## Exercise objective:
Output, word for word, the lines of this listing that fall between the line with "type Inputs = (i32,);" and the line with "let err = unwrap_inputs::<Lopsided>(&map).unwrap_err();", counting both of those lines, and no others.

## Records to use:
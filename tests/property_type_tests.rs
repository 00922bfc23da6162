//! PropertyType contract tests: declarative tuples, positional
//! wrap/unwrap round-trips, derivation chains, and arity enforcement.

mod common;

use common::{Area, BoundedArea, PrismVolume, Quantity};
use sciflow_engine::fields::{FieldTuple, InputMap};
use sciflow_engine::property_type::{
    unwrap_inputs, unwrap_results, wrap_inputs, wrap_inputs_into, wrap_results, PropertyType,
};
use sciflow_engine::{ModuleInput, ModuleResult};

#[test]
fn declared_fields_keep_order_and_metadata() {
    let inputs = Area::inputs();
    let keys: Vec<_> = inputs.keys().collect();
    assert_eq!(keys, vec!["Dimension 1", "Dimension 2"]);
    let dim1 = inputs.get("Dimension 1").unwrap();
    assert_eq!(dim1.declared_type_name().unwrap(), "f64");
    assert_eq!(
        dim1.description().unwrap(),
        "The length of the first dimension"
    );
    assert!(dim1.check_labels().contains(&"> 0.0"));

    let results = Area::results();
    assert_eq!(results.keys().collect::<Vec<_>>(), vec!["Area"]);
}

#[test]
fn wrap_then_unwrap_inputs_is_identity() {
    let map = wrap_inputs::<Area>((1.23, 4.56)).unwrap();
    assert_eq!(unwrap_inputs::<Area>(&map).unwrap(), (1.23, 4.56));

    let map = wrap_inputs::<PrismVolume>((vec![1.0, 2.0, 3.0],)).unwrap();
    assert_eq!(
        unwrap_inputs::<PrismVolume>(&map).unwrap(),
        (vec![1.0, 2.0, 3.0],)
    );
}

#[test]
fn wrap_then_unwrap_results_is_identity() {
    let map = wrap_results::<PrismVolume>(PrismVolume::results().into_map(), (5.6088, 44.253432))
        .unwrap();
    assert_eq!(
        unwrap_results::<PrismVolume>(&map).unwrap(),
        (5.6088, 44.253432)
    );
}

#[test]
fn wrapping_applies_field_checks() {
    let err = wrap_inputs::<Area>((-1.0, 4.56)).unwrap_err();
    assert_eq!(err.kind(), "out-of-domain");
    assert!(err.to_string().contains("Dimension 1"));
}

#[test]
fn wrapping_into_a_larger_map_leaves_extra_fields_alone() {
    let mut map: InputMap = Area::inputs().into_map();
    let mut extra = ModuleInput::new();
    extra.set_type::<String>().unwrap();
    extra.change("untouched".to_string()).unwrap();
    map.insert("Comment", extra);

    let wrapped = wrap_inputs_into::<Area>(map, (2.0, 3.0)).unwrap();
    assert_eq!(unwrap_inputs::<Area>(&wrapped).unwrap(), (2.0, 3.0));
    assert_eq!(
        wrapped.at("Comment").unwrap().value::<String>().unwrap(),
        "untouched"
    );
}

#[test]
fn derived_property_types_prepend_parent_fields() {
    let keys: Vec<String> = BoundedArea::inputs()
        .keys()
        .map(str::to_string)
        .collect();
    assert_eq!(keys, vec!["Dimension 1", "Dimension 2", "Max area"]);
    assert_eq!(BoundedArea::results().keys().count(), 1);

    let map = wrap_inputs::<BoundedArea>((1.0, 2.0, 10.0)).unwrap();
    assert_eq!(unwrap_inputs::<BoundedArea>(&map).unwrap(), (1.0, 2.0, 10.0));
}

#[test]
fn property_type_keys_identify_contracts() {
    assert_eq!(Area::key(), Area::key());
    assert_ne!(Area::key(), BoundedArea::key());
    assert_eq!(Area::key().short_name(), "Area");
}

/// A contract whose declared field count disagrees with its positional
/// tuple: the arity check has to catch it at wrap time.
struct Lopsided;

impl PropertyType for Lopsided {
    type Inputs = (i32,);
    type Results = ();

    fn inputs() -> FieldTuple<ModuleInput> {
        FieldTuple::new()
            .add_field("first", ModuleInput::new().with_type::<i32>())
            .add_field("second", ModuleInput::new().with_type::<i32>())
    }

    fn results() -> FieldTuple<ModuleResult> {
        FieldTuple::new()
    }
}

#[test]
fn mismatched_arity_is_rejected() {
    let err = wrap_inputs::<Lopsided>((1,)).unwrap_err();
    assert_eq!(err.kind(), "arity");
    let map = Lopsided::inputs().into_map();
    let err = unwrap_inputs::<Lopsided>(&map).unwrap_err();
    assert_eq!(err.kind(), "arity");
}

#[test]
fn quantity_carries_its_default() {
    let inputs = Quantity::inputs();
    let option = inputs.get("Option 1").unwrap();
    assert_eq!(option.value::<i32>().unwrap(), 3);
    assert!(option.ready());
}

## Exercise output:
    type Inputs = (i32,);
    type Results = ();

    fn inputs() -> FieldTuple<ModuleInput> {
        FieldTuple::new()
            .add_field("first", ModuleInput::new().with_type::<i32>())
            .add_field("second", ModuleInput::new().with_type::<i32>())
    }

    fn results() -> FieldTuple<ModuleResult> {
        FieldTuple::new()
    }
}

#[test]
fn mismatched_arity_is_rejected() {
    let err = wrap_inputs::<Lopsided>((1,)).unwrap_err();
    assert_eq!(err.kind(), "arity");
    let map = Lopsided::inputs().into_map();
    let err = unwrap_inputs::<Lopsided>(&map).unwrap_err();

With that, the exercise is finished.